20 may. 2015

Siento el hormigueo placentero por todo el cuerpo que de durar demasiado me volvería loca




EL CORTO PLACER DEL SUEÑO

Respiro hondo
y montada sobre mi particular caballo alado soy la Amazona de Platino y a la blanca crin de mi Pegaso me aferro.

Respiro el aire limpio de la mañana
y el olor de terciopelo y las martas, el sudor de mi hermoso corcel, el heno pisado, los vapores que suben de la tierra.

Hierbas y flores menudas,
tamiz gemado que puedo ver desde arriba, cuando en círculos magnificente

observo mis dominios,
la pradera, los arbolillos, el riachuelo que apenas si puede alcanzar el mar, la liebre escurridiza.

El corazón me late con fuerza.
Y ahora, en estos momentos, me siento Dueña y Señora del mundo y de la gente.

Todos dentro de mi círculo,
pendientes de mí –el placer supremo de una mujer que ha sido menospreciada-,

esperando cómo me pierdo y regreso,
cómo mi vuelo se va ciñendo sobre todas las cosas como si las pudiera tomar una a una.

Mis ojos son como saetas,
mis manos son ahora más fuertes y un vértigo dulcísimo me abruma. Cielo y tierra son uno, árboles y nubes, la hierba y la piel arisca de mi caballo.

Cierro los ojos para no ver nada
que me pueda embriagar y una fuerza se me lleva hacia abajo, hacia el pozo de la nada, y bajo como un relámpago.

¿Cuál es la voluntad que rige mi destino?

¿Cuál es la fuerza oscura
que me lleva de un gradiente a otro como si fuera la Flor de los Vientos -la Pulsatilla anémona– nacida en la arena de una cálida playa?

¿Qué hilos
mueven las alas de mi montura? ¿qué fuego puede calentar tanto la sangre de mi cuerpo?

Siento el hormigueo placentero
por todo el cuerpo que de durar demasiado me volvería loca y aún así no quiero despertar,

dar por acabado el vuelo;
volver a colocarme el delantal y preparar tres rebanadas de pan con miel para que los chicos coman algo antes de ir a la escuela.

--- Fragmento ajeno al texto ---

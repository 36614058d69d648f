//! The recursive checksum-bisection algorithm.
//!
//! Per segment pair: checksum both sides in one aggregate query each. Equal
//! checksums end the subtree; an empty side short-circuits to a fetch-only
//! pass; a small unequal segment is fetched and merge-walked locally; any
//! other unequal segment is split at mutual checkpoints and recursed.

use std::sync::{Arc, Mutex};
use std::time::Instant;

use futures::future::BoxFuture;
use futures::FutureExt;
use tokio::sync::mpsc;
use tokio_util::sync::CancellationToken;
use tracing::{debug, info};

use crate::binder::bind_pair;
use crate::diff::{DiffEvent, DiffStream, DiffSummary, Emitter, RunStatus, Sign};
use crate::error::{DiffError, Result};
use crate::planner::plan_children;
use crate::rowdiff::{diff_rowsets, filter_outside_update_range};
use crate::runtime::{with_retry, Side, SidePools};
use crate::segment::{KeyValue, Row, TableSegment};
use crate::source::{ChecksumResult, DataSource};

pub const DEFAULT_BISECTION_FACTOR: usize = 32;
pub const DEFAULT_BISECTION_THRESHOLD: u64 = 1024 * 16;

/// Recursion guard; hitting it indicates checkpoints that never converge.
const MAX_LEVELS: usize = 50;

/// Capacity of the diff event channel; a slow consumer backpressures workers.
const EVENT_CHANNEL_CAPACITY: usize = 1024;

/// Configuration for the checksum-bisection differ.
#[derive(Debug, Clone)]
pub struct HashDiffer {
    /// Children per split (`--bisection-factor`, at least 2).
    pub bisection_factor: usize,
    /// Row count below which a segment is fetched and compared locally.
    pub bisection_threshold: u64,
    /// Per-side query concurrency (`-j/--threads`).
    pub left_threads: usize,
    pub right_threads: usize,
    /// Stop cleanly after this many diff events.
    pub limit: Option<u64>,
    /// Fail the whole run on the first segment error instead of skipping
    /// the failing subtree.
    pub strict_errors: bool,
    /// Per-query timeout; a timed-out query counts as a retriable failure.
    pub query_timeout: Option<std::time::Duration>,
}

impl Default for HashDiffer {
    fn default() -> Self {
        Self {
            bisection_factor: DEFAULT_BISECTION_FACTOR,
            bisection_threshold: DEFAULT_BISECTION_THRESHOLD,
            left_threads: 1,
            right_threads: 1,
            limit: None,
            strict_errors: false,
            query_timeout: None,
        }
    }
}

impl HashDiffer {
    pub fn new() -> Self {
        Self::default()
    }

    pub fn with_bisection(mut self, factor: usize, threshold: u64) -> Self {
        self.bisection_factor = factor;
        self.bisection_threshold = threshold;
        self
    }

    pub fn with_threads(mut self, threads: usize) -> Self {
        self.left_threads = threads;
        self.right_threads = threads;
        self
    }

    pub fn with_limit(mut self, limit: Option<u64>) -> Self {
        self.limit = limit;
        self
    }

    pub fn with_strict_errors(mut self, strict: bool) -> Self {
        self.strict_errors = strict;
        self
    }

    fn validate(&self) -> Result<()> {
        if self.bisection_factor < 2 {
            return Err(DiffError::Config(
                "bisection factor must be at least 2".into(),
            ));
        }
        if self.bisection_factor as u64 >= self.bisection_threshold {
            return Err(DiffError::Config(
                "bisection factor must be lower than the bisection threshold".into(),
            ));
        }
        Ok(())
    }

    /// Diff two tables, returning the lazy event stream.
    pub async fn diff_tables(
        &self,
        source1: Arc<dyn DataSource>,
        table1: TableSegment,
        source2: Arc<dyn DataSource>,
        table2: TableSegment,
    ) -> Result<DiffStream> {
        self.validate()?;
        let (seg1, seg2) = bind_pair(source1.as_ref(), table1, source2.as_ref(), table2).await?;

        let cancel = CancellationToken::new();
        let (tx, rx) = mpsc::channel(EVENT_CHANNEL_CAPACITY);
        let emitter = Emitter::new(tx, cancel.clone(), self.limit);

        let state = Arc::new(RunState {
            source1,
            source2,
            emitter: Arc::clone(&emitter),
            pools: SidePools::new(self.left_threads, self.right_threads),
            options: self.clone(),
            cancel: cancel.clone(),
            error: Mutex::new(None),
        });

        let handle = tokio::spawn(run(state, seg1, seg2));
        Ok(DiffStream::new(rx, cancel, handle))
    }
}

struct RunState {
    source1: Arc<dyn DataSource>,
    source2: Arc<dyn DataSource>,
    emitter: Arc<Emitter>,
    pools: SidePools,
    options: HashDiffer,
    cancel: CancellationToken,
    /// First non-fatal segment error, surfaced in the summary.
    error: Mutex<Option<String>>,
}

impl RunState {
    fn source(&self, side: Side) -> &Arc<dyn DataSource> {
        match side {
            Side::Left => &self.source1,
            Side::Right => &self.source2,
        }
    }

    fn record_error(&self, e: &DiffError) {
        let mut slot = self.error.lock().unwrap();
        if slot.is_none() {
            *slot = Some(e.to_string());
        }
    }
}

async fn run(state: Arc<RunState>, seg1: TableSegment, seg2: TableSegment) -> DiffSummary {
    let start = Instant::now();
    let result = run_inner(Arc::clone(&state), seg1, seg2).await;

    let mut error = state.error.lock().unwrap().clone();
    if let Err(e) = &result {
        if !matches!(e, DiffError::Cancelled) {
            error = Some(e.to_string());
        }
    }

    let (plus, minus) = state.emitter.counts();
    DiffSummary {
        status: if error.is_some() {
            RunStatus::Incomplete
        } else {
            RunStatus::Complete
        },
        diff_count: plus + minus,
        plus_count: plus,
        minus_count: minus,
        rows_downloaded: state
            .emitter
            .rows_downloaded
            .load(std::sync::atomic::Ordering::SeqCst),
        rows_compared: state
            .emitter
            .rows_compared
            .load(std::sync::atomic::Ordering::SeqCst),
        bytes_downloaded: state
            .emitter
            .bytes_downloaded
            .load(std::sync::atomic::Ordering::SeqCst),
        limit_reached: state.emitter.limit_reached(),
        duration_ms: start.elapsed().as_millis() as u64,
        error,
    }
}

async fn run_inner(state: Arc<RunState>, seg1: TableSegment, seg2: TableSegment) -> Result<()> {
    let bounds = resolve_bounds(&state, seg1, seg2).await?;
    let (seg1, seg2) = match bounds {
        Some((a, b)) => (a, b),
        // Both sides empty under the given restrictions
        None => return Ok(()),
    };

    info!(
        left = %seg1,
        right = %seg2,
        factor = state.options.bisection_factor,
        threshold = state.options.bisection_threshold,
        "starting hashdiff"
    );

    diff_pair(state, seg1, seg2, 0).await
}

/// Resolve initial key bounds when the caller left either side open: query
/// min/max on both sides and take the wider union (inclusive min, exclusive
/// max for integral keys; text keys stay open above).
async fn resolve_bounds(
    state: &Arc<RunState>,
    seg1: TableSegment,
    seg2: TableSegment,
) -> Result<Option<(TableSegment, TableSegment)>> {
    if seg1.is_bounded() && seg2.is_bounded() {
        return Ok(Some((seg1, seg2)));
    }

    let (range1, range2) = tokio::try_join!(
        state.source1.key_range(&seg1),
        state.source2.key_range(&seg2)
    )?;

    let (min1, max1) = range1;
    let (min2, max2) = range2;
    if min1.is_none() && min2.is_none() {
        debug!("both sides are empty; nothing to compare");
        return Ok(None);
    }

    let min = [min1, min2].into_iter().flatten().min();
    let max = [max1, max2].into_iter().flatten().max();

    // The scanned maximum is inclusive; bounds are exclusive above.
    let max_exclusive = max.and_then(|m| match m {
        KeyValue::Int(v) => Some(KeyValue::Int(v.saturating_add(1))),
        KeyValue::Text(_) => None,
    });

    let min = seg1.min_key.clone().or(min);
    let max_exclusive = seg1.max_key.clone().or(max_exclusive);

    let new1 = seg1.with_key_bounds(min.clone(), max_exclusive.clone());
    let new2 = seg2.with_key_bounds(min, max_exclusive);
    Ok(Some((new1, new2)))
}

/// One aggregate checksum per side, scheduled on the side pools.
async fn checksum_pair(
    state: &Arc<RunState>,
    seg1: &TableSegment,
    seg2: &TableSegment,
) -> Result<(ChecksumResult, ChecksumResult)> {
    let left = async {
        let _permit = state.pools.acquire(Side::Left).await?;
        with_retry(&state.cancel, state.options.query_timeout, "left checksum", || {
            state.source1.count_and_checksum(seg1)
        })
        .await
    };
    let right = async {
        let _permit = state.pools.acquire(Side::Right).await?;
        with_retry(&state.cancel, state.options.query_timeout, "right checksum", || {
            state.source2.count_and_checksum(seg2)
        })
        .await
    };
    tokio::try_join!(left, right)
}

/// The per-pair state machine: checksum, then equal / fetch-only / local /
/// split.
fn diff_pair(
    state: Arc<RunState>,
    seg1: TableSegment,
    seg2: TableSegment,
    level: usize,
) -> BoxFuture<'static, Result<()>> {
    async move {
        if state.cancel.is_cancelled() {
            return Err(DiffError::Cancelled);
        }
        if level > MAX_LEVELS {
            return Err(DiffError::backend(
                "bisection recursing too deep; checkpoints are not converging",
            ));
        }

        let (r1, r2) = checksum_pair(&state, &seg1, &seg2).await?;

        if r1.count == 0 && r2.count == 0 {
            // Empty on both sides compares equal, even if the declared
            // bounds differ. Usually a gap in the key space.
            debug!(segment = %seg1, "empty segment on both sides (key gap)");
            return Ok(());
        }

        if r1.count == r2.count && r1.checksum == r2.checksum {
            state
                .emitter
                .rows_compared
                .fetch_add(r1.count, std::sync::atomic::Ordering::Relaxed);
            debug!(segment = %seg1, count = r1.count, "checksums match");
            return Ok(());
        }

        info!(
            segment = %seg1,
            level,
            left_count = r1.count,
            right_count = r2.count,
            "checksum mismatch"
        );

        if r1.count == 0 || r2.count == 0 {
            return fetch_only(&state, &seg1, &seg2, r1.count == 0).await;
        }

        let max_rows = r1.count.max(r2.count);
        if max_rows < state.options.bisection_threshold {
            return local_diff(&state, &seg1, &seg2, level).await;
        }

        // SPLIT: plan aligned children; when checkpoints refuse to split the
        // range, try once more with a doubled factor, then give up and
        // compare locally regardless of the threshold.
        let factor = state.options.bisection_factor;
        let mut children = plan_children(
            state.source1.as_ref(),
            &seg1,
            state.source2.as_ref(),
            &seg2,
            factor,
            max_rows,
        )
        .await?;
        if children.len() < 2 {
            children = plan_children(
                state.source1.as_ref(),
                &seg1,
                state.source2.as_ref(),
                &seg2,
                factor * 2,
                max_rows,
            )
            .await?;
        }
        if children.len() < 2 {
            return local_diff(&state, &seg1, &seg2, level).await;
        }

        let mut handles = Vec::with_capacity(children.len());
        for (child1, child2) in children {
            let st = Arc::clone(&state);
            handles.push(tokio::spawn(diff_pair(st, child1, child2, level + 1)));
        }

        let mut first_error: Option<DiffError> = None;
        for handle in handles {
            let outcome = handle
                .await
                .map_err(|e| DiffError::backend(format!("worker panicked: {}", e)))
                .and_then(|r| r);
            if let Err(e) = outcome {
                if matches!(e, DiffError::Cancelled) {
                    continue;
                }
                if state.options.strict_errors {
                    state.cancel.cancel();
                    if first_error.is_none() {
                        first_error = Some(e);
                    }
                } else {
                    // The failing subtree is already torn down; record and
                    // let the siblings finish.
                    state.record_error(&e);
                }
            }
        }
        match first_error {
            Some(e) => Err(e),
            None => Ok(()),
        }
    }
    .boxed()
}

/// Fast path when one side is empty: everything on the other side is an
/// addition or deletion; no further checksums needed.
async fn fetch_only(
    state: &Arc<RunState>,
    seg1: &TableSegment,
    seg2: &TableSegment,
    left_empty: bool,
) -> Result<()> {
    let (side, segment, sign) = if left_empty {
        (Side::Right, seg2, Sign::Plus)
    } else {
        (Side::Left, seg1, Sign::Minus)
    };

    let rows = {
        let _permit = state.pools.acquire(side).await?;
        with_retry(&state.cancel, state.options.query_timeout, "fetch", || {
            state.source(side).fetch_rows(segment)
        })
        .await?
    };

    record_download(state, &rows, &[]);
    for row in rows {
        let key = segment.row_key(&row)?;
        match state.emitter.emit(DiffEvent { sign, key, row }).await {
            Ok(()) => {}
            Err(DiffError::Cancelled) => return Ok(()),
            Err(e) => return Err(e),
        }
    }
    Ok(())
}

/// Below-threshold terminal: fetch both sides (one slot on each pool, taken
/// in side order) and merge-walk locally.
async fn local_diff(
    state: &Arc<RunState>,
    seg1: &TableSegment,
    seg2: &TableSegment,
    level: usize,
) -> Result<()> {
    debug!(segment = %seg1, level, "downloading rows for local comparison");

    let (_p1, _p2) = state.pools.acquire_both().await?;
    let (rows1, rows2) = tokio::try_join!(
        with_retry(&state.cancel, state.options.query_timeout, "left fetch", || state
            .source1
            .fetch_rows(seg1)),
        with_retry(&state.cancel, state.options.query_timeout, "right fetch", || state
            .source2
            .fetch_rows(seg2)),
    )?;
    drop((_p1, _p2));

    record_download(state, &rows1, &rows2);

    let events = diff_rowsets(seg1, &rows1, &rows2)?;
    let events = filter_outside_update_range(events, seg1, seg2);
    info!(
        segment = %seg1,
        level,
        diffs = events.len(),
        "local diff complete"
    );

    for event in events {
        match state.emitter.emit(event).await {
            Ok(()) => {}
            Err(DiffError::Cancelled) => return Ok(()),
            Err(e) => return Err(e),
        }
    }
    Ok(())
}

fn record_download(state: &Arc<RunState>, rows1: &[Row], rows2: &[Row]) {
    use std::sync::atomic::Ordering;
    let downloaded = rows1.len().max(rows2.len()) as u64;
    state
        .emitter
        .rows_downloaded
        .fetch_add(downloaded, Ordering::Relaxed);
    state
        .emitter
        .rows_compared
        .fetch_add(downloaded, Ordering::Relaxed);

    let bytes: usize = rows1
        .iter()
        .chain(rows2.iter())
        .flat_map(|r| r.iter())
        .map(|v| v.as_deref().map(str::len).unwrap_or(4))
        .sum();
    state
        .emitter
        .bytes_downloaded
        .fetch_add(bytes as u64, Ordering::Relaxed);
}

¡Aquello que hace olvidarnos
de nuestra soledad, dura siempre tan poco!

                                                            Johann R. Bach


1 comentario:

  1. Cuenta las fantasias del sueño, la galopada sobre el corcel, la vista imponente, la atencion de todos, y cuando despierta, tiene su orinal cogido de la mano. Viene el baño de realidad.